What dialect do you speak? A map of American English

  • December 2 at 10:48 am

Do you pahk the cah in Hahvahd yahd? Do you refer to multiple people as “dey”? Is a jelly doughnut called a “bismark,” or is everything that comes out of a soda fountain called a coke, even if it’s really 7-Up? Do you root for Da Bears?

The way we speak, both the phrases we use and the accents that inflect those phrases, come from our upbringings. And in a nation of more than 300 million people, it’s little wonder that those accents vary widely. More than a decade ago, Robert Delaney, a reference associate at Long Island University, put together this map of the 24 regions of American English:

Dialects and Subdialects of American English in the 48 conterminous states, image copyright Robert Delaney





I have a Maritime accent.



I was born and raised in Canada, from 6th generation (at least) English and Scottish, southern Ontario farm families, then moved on to Toronto

but it was only in my late teens when I began to travel and hitchhike around North America that I was asked about my "accent"

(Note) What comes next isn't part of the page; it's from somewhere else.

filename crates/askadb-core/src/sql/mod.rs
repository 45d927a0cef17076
pub mod render;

... my what ?!? I have no accent!

... but then, people in California or wherever would explain that of course the way I pronounced "house" (hooose??) or about or route all contained that famous Canadian ou/oo vowel sequence that so amuses some Americans : originally Scottish? northern English?

I even ran into a guy from the upper US South who had studied linguistics, and he guessed that I had a parent from the Ottawa Valley, very distinctive , he said

So, I do have an accent. Thanks for that.

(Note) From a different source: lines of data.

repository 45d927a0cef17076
mod config;
mod openai;

use std::sync::Arc;

use anyhow::Context;
use askadb_core::schema::{load_schema_file, parse_schema_text, schema_from_value};
use askadb_core::{FewShotExample, Schema, SqlGenerator, TranslationResult, Translator, TranslatorConfig};
use axum::extract::State;
use axum::routing::{get, post};
use axum::{Json, Router};
use serde::Deserialize;
use serde_json::Value;
use tracing_subscriber::EnvFilter;

use crate::config::ServerConfig;
use crate::openai::OpenAiClient;

#[derive(Debug, Deserialize)]
struct TranslateRequest {
    user_input: String,
    /// JSON object of tables, or a string holding JSON or CREATE TABLE DDL.
    #[serde(default)]
    table_schema: Option<Value>,
    #[serde(default)]
    examples: Option<Vec<FewShotExample>>,
}

#[derive(Clone)]
struct AppState {
    translator: Arc<Translator>,
    default_schema: Option<Arc<Schema>>,
}

async fn translate(
    State(state): State<AppState>,
    Json(req): Json<TranslateRequest>,
) -> Json<TranslationResult> {
    let schema = request_schema(req.table_schema.as_ref())
        .or_else(|| state.default_schema.as_deref().cloned());

    let result = state
        .translator
        .translate(&req.user_input, schema.as_ref(), req.examples.as_deref())
        .await;

    Json(result)
}

/// Schema carried by a request. Unusable input is logged and ignored.
fn request_schema(raw: Option<&Value>) -> Option<Schema> {
    let parsed = match raw? {
        Value::Null => return None,
        Value::String(text) if text.trim().is_empty() => return None,
        Value::String(text) => parse_schema_text(text),
        other => schema_from_value(other),
    };

    match parsed {
        Ok(schema) => Some(schema),
        Err(e) => {
            tracing::warn!(error = %e, "unusable table_schema, using default schema");
            None
        }
    }
}

fn router(state: AppState) -> Router {
    Router::new()
        .route("/translate", post(translate))
        .route("/translate/", post(translate))
        .route("/health", get(|| async { "ok" }))
        .with_state(state)
}

#[tokio::main]
async fn main() -> anyhow::Result<()> {
    dotenv::dotenv().ok();
    tracing_subscriber::fmt()
        .with_env_filter(EnvFilter::try_from_default_env().unwrap_or_else(|_| EnvFilter::new("info")))
        .init();

    let config = ServerConfig::from_env()?;

    let generator: Option<Arc<dyn SqlGenerator>> = config
        .openai
        .clone()
        .map(|c| Arc::new(OpenAiClient::new(c)) as Arc<dyn SqlGenerator>);
    match &generator {
        Some(g) => tracing::info!(model = g.name(), "language model enabled"),
        None => tracing::warn!("OPENAI_API_KEY not set, answering from keyword heuristic only"),
    }

    let default_schema = match &config.schema_path {
        Some(path) => Some(Arc::new(load_schema_file(path)?)),
        None => None,
    };

    let translator = Translator::new(
        generator,
        TranslatorConfig {
            model_timeout: config.model_timeout,
        },
    );
    let app = router(AppState {
        translator: Arc::new(translator),
        default_schema,
    });

    let bind_addr = config.bind_addr();
    let listener = tokio::net::TcpListener::bind(&bind_addr)
        .await
        .with_context(|| format!("bind {}", bind_addr))?;
    tracing::info!("Server running on {}", bind_addr);
    axum::serve(listener, app).await?;
    Ok(())
}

Everyone who listens to me knows I am not from Nova Scotia. Mind you, that has been true of everywhere I have lived as an adult... including when I go back to where I was born and raised and my family has been for over 200 years.

Just about no one ever knows where I am from. A few think I am from the US, but are not sure and have no idea what region.


Mine is all over the place. Canadians have made the most random guesses. (South Africa? Ireland?)


Canadian dialect aboot


My wife is American (from Long Island) and she definitely thinks I have a "Canadian" accent, whatever that is. Whenever I'm in the states, they can tell from my accent that I'm not quite one of them but can't quite put their finger on where I'm from... 


Does she say Long Gisland?


Oh I don't know, but this made me think of how on holidays the CBC announcers invariably screw up the pronounciation of place names when reading the weather (surely that doesn't only happen with prairie names).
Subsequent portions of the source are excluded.